Um exemplo recente desse movimento é o relançamento da linha Keune Care, da Keune Haircosmetics, marca holandesa fundada em 1922 pelo químico Jan Keune. A nova versão chegou às lojas em 13 de abril com 48 produtos organizados em 15 prescrições, entre xampus, condicionadores, máscaras e finalizadores, desenvolvidos com cientistas da marca a partir de pesquisas apresentadas em congressos internacionais na Ásia.

O portfólio inclui ativos até então associados ao skincare facial. O Immortelle, extrato rico em antioxidantes, aparece pela primeira vez em uma fórmula capilar da marca, na linha Vital Nutrition. O extrato de orquídea integra a linha Radiant Gloss. Já a Long & Strong combina centella asiática com uma proposta híbrida voltada à raiz e à extensão do fio, com resultados de teste clínico de 60 dias nos quais 94% dos participantes relataram redução de queda e aumento de densidade capilar.

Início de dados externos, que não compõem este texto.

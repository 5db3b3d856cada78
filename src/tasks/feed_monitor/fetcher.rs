use reqwest::Client;

use crate::{
    errors::{AppError, AppResult},
    models::feed_item::FeedEntry,
};

// See: https://stackoverflow.com/a/7001617/5155484
const FEED_ACCEPT: &str = "application/rss+xml, application/rdf+xml, application/atom+xml, application/feed+json, application/xml;q=0.9, text/xml;q=0.8";
const USER_AGENT: &str = concat!("rssbot/", env!("CARGO_PKG_VERSION"));

/// Retrieves and parses feeds. Holds one HTTP client for the process.
#[derive(Debug, Clone)]
pub struct FeedFetcher {
    http_client: Client,
}

impl FeedFetcher {
    pub fn new() -> Self {
        Self {
            http_client: Client::new(),
        }
    }

    pub async fn fetch(&self, url: &str) -> AppResult<Vec<FeedEntry>> {
        let response = self
            .http_client
            .get(url)
            .header("Accept", FEED_ACCEPT)
            .header("User-Agent", USER_AGENT)
            .send()
            .await
            .map_err(|e| AppError::fetch(url, e))?;

        if !response.status().is_success() {
            log::warn!(
                "Got non-success response for feed {}: {}",
                url,
                response.status()
            );
            return Err(AppError::fetch(
                url,
                format!("HTTP status {}", response.status()),
            ));
        }

        let body = response.bytes().await.map_err(|e| AppError::fetch(url, e))?;
        let entries = parse_entries(url, &body)?;
        log::info!("Got {} entries from feed {}", entries.len(), url);
        Ok(entries)
    }
}

impl Default for FeedFetcher {
    fn default() -> Self {
        Self::new()
    }
}

/// Parses RSS first, then Atom, then anything else feed-rs accepts.
pub fn parse_entries(url: &str, body: &[u8]) -> AppResult<Vec<FeedEntry>> {
    if let Ok(channel) = rss::Channel::read_from(body) {
        return Ok(channel.items().iter().map(FeedEntry::from_rss_item).collect());
    }

    if let Ok(feed) = atom_syndication::Feed::read_from(body) {
        return Ok(feed.entries().iter().map(FeedEntry::from_atom_entry).collect());
    }

    let parsed = feed_rs::parser::parse(body).map_err(|e| AppError::fetch(url, e))?;
    Ok(parsed
        .entries
        .into_iter()
        .map(FeedEntry::from_feed_rs)
        .collect())
}

#[cfg(test)]
mod tests {
    use super::*;
    use crate::models::seen::{EntryIdentity, SeenSet};
    use crate::tasks::feed_monitor::diff::diff;
    use crate::test_helpers::rss_document;

    #[test]
    fn test_parse_entries_keeps_feed_order() {
        let body = rss_document(&[
            ("B", "Tue, 07 Sep 2021 10:00:00 +0000", "second"),
            ("A", "Mon, 06 Sep 2021 10:00:00 +0000", "first"),
        ]);
        let entries = parse_entries("http://feed", body.as_bytes()).unwrap();
        let titles: Vec<_> = entries.iter().map(|e| e.title.as_str()).collect();
        assert_eq!(titles, ["B", "A"]);
    }

    #[test]
    fn test_rss_publish_dates_are_kept_verbatim() {
        let body = rss_document(&[
            ("A", "Mon, 06 Sep 2021 16:45:00 GMT", ""),
            ("B", "2021-09-06", ""),
        ]);
        let entries = parse_entries("http://feed", body.as_bytes()).unwrap();
        assert_eq!(entries[0].published_at, "Mon, 06 Sep 2021 16:45:00 GMT");
        assert_eq!(entries[1].published_at, "2021-09-06");
    }

    #[test]
    fn test_legacy_ledger_line_still_matches() {
        let body = rss_document(&[("A", "Mon, 06 Sep 2021 16:45:00 GMT", "a")]);
        let entries = parse_entries("http://feed", body.as_bytes()).unwrap();
        let seen = SeenSet::new(vec![EntryIdentity::parse_ledger_line(
            "# Mon, 06 Sep 2021 16:45:00 GMT --- <<A>>",
        )
        .unwrap()]);
        assert!(diff(entries, &seen).new_entries.is_empty());
    }

    #[test]
    fn test_atom_document_is_parsed() {
        let body = r#"<?xml version="1.0" encoding="utf-8"?>
<feed xmlns="http://www.w3.org/2005/Atom">
  <title>Example</title><id>urn:example</id><updated>2024-01-02T03:04:05Z</updated>
  <entry><title>A</title><id>urn:example:1</id><updated>2024-01-02T03:04:05Z</updated></entry>
</feed>"#;
        let entries = parse_entries("http://feed", body.as_bytes()).unwrap();
        assert_eq!(entries, vec![FeedEntry::new("A", "2024-01-02T03:04:05Z", "")]);
    }

    #[test]
    fn test_json_feed_is_parsed() {
        let body = r#"{
            "version": "https://jsonfeed.org/version/1.1",
            "title": "Example",
            "items": [{"id": "1", "title": "A", "content_text": "text", "date_published": "2024-01-02T03:04:05Z"}]
        }"#;
        let entries = parse_entries("http://feed", body.as_bytes()).unwrap();
        assert_eq!(entries.len(), 1);
        assert_eq!(entries[0].title, "A");
        assert_eq!(entries[0].published_at, "2024-01-02T03:04:05Z");
    }

    #[test]
    fn test_parse_garbage_is_fetch_error() {
        let result = parse_entries("http://feed", b"not a feed");
        match result {
            Err(AppError::Fetch { url, .. }) => assert_eq!(url, "http://feed"),
            other => panic!("unexpected result: {other:?}"),
        }
    }
}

As embalagens também mudaram, agora produzidas com plástico reciclado pós-consumo, com um design minimalista inspirado nos frascos de farmácias holandesas, referência direta ao fundador da marca. Produtos da linha Keune Care já vendidos hoje, como o xampu Derma Sensitive de 80ml, giram em torno de R$ 60, patamar que a nova coleção deve manter como referência de entrada.

De salão para casa

O relançamento também acompanha uma mudança de estratégia comercial. A Keune tem quase 30 anos de operação no Brasil e presença em 8 a cada 10 dos principais salões do país, mas passa a mirar com mais força o consumidor final, com produtos vendidos em perfumarias como Sephora, Soneda e Mundo do Cabeleireiro, além de canais online como o site da marca, Época Cosméticos e Beleza na Web.

Esse avanço em direção ao consumo doméstico já vinha sendo preparado com outras frentes do portfólio, caso da linha de finalizadores Style e da linha vegana e cruelty-free So Pure, com opção de refil e até 92% de ingredientes naturais.